> **Goal of the exercise**: Print the lines in the listing below that fall between the line with "if names.len() != config.variables.len()" and the line with "let region_idx = position(&config.region_variable)?;", those two lines included, exactly as they stand and with nothing else.

━━ Material to process

//! StatBank Client Module
//! Fetches a table from the Statistics Denmark data API as CSV and hands it
//! to the loader as a (region, year, employees) frame.

use crate::config::{SourceColumns, StatBankConfig, VariableSelection};
use crate::data::loader::{DataLoader, LoaderError};
use polars::prelude::*;
use reqwest::blocking::Client;
use serde::Serialize;
use std::io::Cursor;
use std::time::Duration;
use thiserror::Error;
use tracing::info;

const DATA_PATH: &str = "/data";
const REPLY_FORMAT: &str = "CSV";
const REPLY_SEPARATOR: u8 = b';';
const BYTE_ORDER_MARK: char = '\u{feff}';

#[derive(Error, Debug)]
pub enum StatBankError {
    #[error("Failed to build HTTP client: {0}")]
    ClientBuild(String),
    #[error("StatBank request for table {table} at {url} failed: {message}")]
    Transport {
        table: String,
        url: String,
        message: String,
    },
    #[error("StatBank returned HTTP {status} for table {table}: {body}")]
    Status {
        table: String,
        status: u16,
        body: String,
    },
    #[error("StatBank reply for table {table} is not a usable CSV: {message}")]
    Reply { table: String, message: String },
    #[error("Variable '{0}' is not part of the StatBank query")]
    UnknownVariable(String),
    #[error(transparent)]
    Loader(#[from] LoaderError),
}

/// Body of a `POST /data` request.
#[derive(Debug, Serialize)]
struct DataRequest<'a> {
    table: &'a str,
    format: &'a str,
    lang: &'a str,
    variables: &'a [VariableSelection],
}

/// Blocking StatBank client.
pub struct StatBankClient {
    http: Client,
    config: StatBankConfig,
}

impl StatBankClient {
    pub fn new(config: StatBankConfig) -> Result<Self, StatBankError> {
        let http = Client::builder()
            .timeout(Duration::from_secs(config.timeout_secs))
            .build()
            .map_err(|err| StatBankError::ClientBuild(err.to_string()))?;

        Ok(Self { http, config })
    }

    pub fn data_url(&self) -> String {
        format!("{}{}", self.config.base_url.trim_end_matches('/'), DATA_PATH)
    }

    /// Fetch the configured table and normalize it to employment per (region, year).
    pub fn fetch_employment(&self, loader: &DataLoader) -> Result<DataFrame, StatBankError> {
        let body = self.fetch_csv()?;
        let raw = parse_reply(&self.config.table, &body)?;
        let columns = reply_columns(&self.config, &raw)?;
        Ok(loader.normalize_employment(&raw, &columns)?)
    }

    fn fetch_csv(&self) -> Result<String, StatBankError> {
        let url = self.data_url();
        let table = self.config.table.clone();
        let payload = DataRequest {
            table: &self.config.table,
            format: REPLY_FORMAT,
            lang: &self.config.lang,
            variables: &self.config.variables,
        };

        info!(%url, %table, "requesting statbank table");
        let response = self
            .http
            .post(&url)
            .json(&payload)
            .send()
            .map_err(|err| StatBankError::Transport {
                table: table.clone(),
                url: url.clone(),
                message: err.to_string(),
            })?;

        let status = response.status();
        let body = response.text().map_err(|err| StatBankError::Transport {
            table: table.clone(),
            url: url.clone(),
            message: err.to_string(),
        })?;

        if !status.is_success() {
            return Err(StatBankError::Status {
                table,
                status: status.as_u16(),
                body: body.chars().take(200).collect(),
            });
        }

        info!(%table, bytes = body.len(), "statbank reply received");
        Ok(body)
    }
}

/// Parse the semicolon-separated reply body.
pub fn parse_reply(table: &str, body: &str) -> Result<DataFrame, StatBankError> {
    let text = body.trim_start_matches(BYTE_ORDER_MARK);
    if text.trim().is_empty() {
        return Err(StatBankError::Reply {
            table: table.to_string(),
            message: "empty body".to_string(),
        });
    }

    CsvReadOptions::default()
        .with_has_header(true)
        .with_infer_schema_length(Some(10000))
        .with_parse_options(CsvParseOptions::default().with_separator(REPLY_SEPARATOR))
        .into_reader_with_file_handle(Cursor::new(text.as_bytes().to_vec()))
        .finish()
        .map_err(|err| StatBankError::Reply {
            table: table.to_string(),
            message: err.to_string(),
        })
}

/// The reply lists the requested variables in request order followed by the
/// value column; header text depends on the reply language, so columns are
/// resolved by position.
pub fn reply_columns(
    config: &StatBankConfig,
    raw: &DataFrame,
) -> Result<SourceColumns, StatBankError> {
    let names: Vec<String> = raw
        .get_column_names()
        .iter()
        .map(|s| s.to_string())
        .collect();
    if names.len() != config.variables.len() + 1 {
        return Err(StatBankError::Reply {
            table: config.table.clone(),
            message: format!(
                "expected {} columns, got {} ({})",
                config.variables.len() + 1,
                names.len(),
                names.join(", ")
            ),
        });
    }

    let position = |code: &str| {
        config
            .variables
            .iter()
            .position(|v| v.code.eq_ignore_ascii_case(code))
            .ok_or_else(|| StatBankError::UnknownVariable(code.to_string()))
    };
    let region_idx = position(&config.region_variable)?;
    let time_idx = position(&config.time_variable)?;

    Ok(SourceColumns {
        region: Some(names[region_idx].clone()),
        time: names[time_idx].clone(),
        value: names[names.len() - 1].clone(),
    })
}
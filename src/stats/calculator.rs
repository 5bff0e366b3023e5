//! Statistics Calculator Module
//! Descriptive statistics of one metric by region.

use rayon::prelude::*;
use std::collections::HashMap;

/// Summary of one region's observations.
#[derive(Debug, Clone)]
pub struct RegionStats {
    pub region: String,
    pub count: usize,
    pub mean: f64,
    pub median: f64,
    pub std: f64,
    pub variance: f64,
    pub min: f64,
    pub max: f64,
    pub p95: f64,
    pub p05: f64,
}

impl RegionStats {
    fn empty(region: &str) -> Self {
        Self {
            region: region.to_string(),
            count: 0,
            mean: f64::NAN,
            median: f64::NAN,
            std: f64::NAN,
            variance: f64::NAN,
            min: f64::NAN,
            max: f64::NAN,
            p95: f64::NAN,
            p05: f64::NAN,
        }
    }
}

/// Statistics for one metric across all regions.
#[derive(Debug, Clone)]
pub struct MetricStats {
    pub metric: String,
    pub region_stats: HashMap<String, RegionStats>,
}

impl MetricStats {
    /// Regions in alphabetical order.
    pub fn ordered_regions(&self) -> Vec<String> {
        let mut regions: Vec<String> = self.region_stats.keys().cloned().collect();
        regions.sort();
        regions
    }
}

pub struct StatsCalculator;

impl StatsCalculator {
    pub fn compute_descriptive_stats(region: &str, values: &[f64]) -> RegionStats {
        let n = values.len();
        if n == 0 {
            return RegionStats::empty(region);
        }

        let mut sorted = values.to_vec();
        sorted.sort_by(f64::total_cmp);

        let mean = sorted.iter().sum::<f64>() / n as f64;
        let mid = n / 2;
        let median = if n % 2 == 0 {
            0.5 * (sorted[mid - 1] + sorted[mid])
        } else {
            sorted[mid]
        };
        // Sample variance; a single observation has none.
        let variance = match n {
            1 => 0.0,
            _ => sorted.iter().map(|x| (x - mean) * (x - mean)).sum::<f64>() / (n - 1) as f64,
        };

        RegionStats {
            region: region.to_string(),
            count: n,
            mean,
            median,
            std: variance.sqrt(),
            variance,
            min: sorted[0],
            max: sorted[n - 1],
            p95: Self::percentile(&sorted, 0.95),
            p05: Self::percentile(&sorted, 0.05),
        }
    }

    /// Linearly interpolated quantile `q` in [0, 1] of non-empty sorted data.
    fn percentile(sorted: &[f64], q: f64) -> f64 {
        let position = q * (sorted.len() - 1) as f64;
        let below = position.floor() as usize;
        let above = position.ceil() as usize;
        let weight = position - below as f64;
        sorted[below] + weight * (sorted[above] - sorted[below])
    }

    /// Statistics for every region of one metric, computed in parallel.
    pub fn compute_metric_stats(
        metric: &str,
        values_by_region: &HashMap<String, Vec<f64>>,
    ) -> MetricStats {
        let region_stats = values_by_region
            .par_iter()
            .map(|(region, values)| {
                (
                    region.clone(),
                    Self::compute_descriptive_stats(region, values),
                )
            })
            .collect();

        MetricStats {
            metric: metric.to_string(),
            region_stats,
        }
    }
}

#[cfg(test)]
mod tests {
    use super::*;

    #[test]
    fn descriptive_stats_match_hand_computation() {
        let stats = StatsCalculator::compute_descriptive_stats("North", &[4.0, 1.0, 3.0, 2.0]);
        assert_eq!(stats.region, "North");
        assert_eq!(stats.count, 4);
        assert_eq!(stats.mean, 2.5);
        assert_eq!(stats.median, 2.5);
        assert_eq!((stats.min, stats.max), (1.0, 4.0));
        assert!((stats.variance - 5.0 / 3.0).abs() < 1e-12);
        assert!((stats.p95 - 3.85).abs() < 1e-12);
        assert!((stats.p05 - 1.15).abs() < 1e-12);
    }

    #[test]
    fn empty_input_is_nan_not_panic() {
        let stats = StatsCalculator::compute_descriptive_stats("North", &[]);
        assert_eq!(stats.count, 0);
        assert!(stats.mean.is_nan());
    }

    #[test]
    fn single_observation_has_finite_summary() {
        let stats = StatsCalculator::compute_descriptive_stats("Bornholm", &[7.5]);
        for v in [stats.mean, stats.median, stats.std, stats.variance, stats.p05, stats.p95] {
            assert!(v.is_finite());
        }
        assert_eq!(stats.std, 0.0);
        assert_eq!(stats.p95, 7.5);
    }

    #[test]
    fn every_region_is_summarized_in_order() {
        let mut values = HashMap::new();
        values.insert("South".to_string(), vec![10.0, 11.0, 12.0]);
        values.insert("North".to_string(), vec![1.0]);
        values.insert("Capital".to_string(), vec![1.5, 2.5, 3.5]);

        let stats = StatsCalculator::compute_metric_stats("per_employee", &values);
        assert_eq!(stats.ordered_regions(), vec!["Capital", "North", "South"]);
        assert_eq!(stats.region_stats["South"].mean, 11.0);
        assert_eq!(stats.region_stats["North"].count, 1);
    }
}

━━━━

> **Response area**:
    if names.len() != config.variables.len() + 1 {
        return Err(StatBankError::Reply {
            table: config.table.clone(),
            message: format!(
                "expected {} columns, got {} ({})",
                config.variables.len() + 1,
                names.len(),
                names.join(", ")
            ),
        });
    }

    let position = |code: &str| {
        config
            .variables
            .iter()
            .position(|v| v.code.eq_ignore_ascii_case(code))
            .ok_or_else(|| StatBankError::UnknownVariable(code.to_string()))
    };
    let region_idx = position(&config.region_variable)?;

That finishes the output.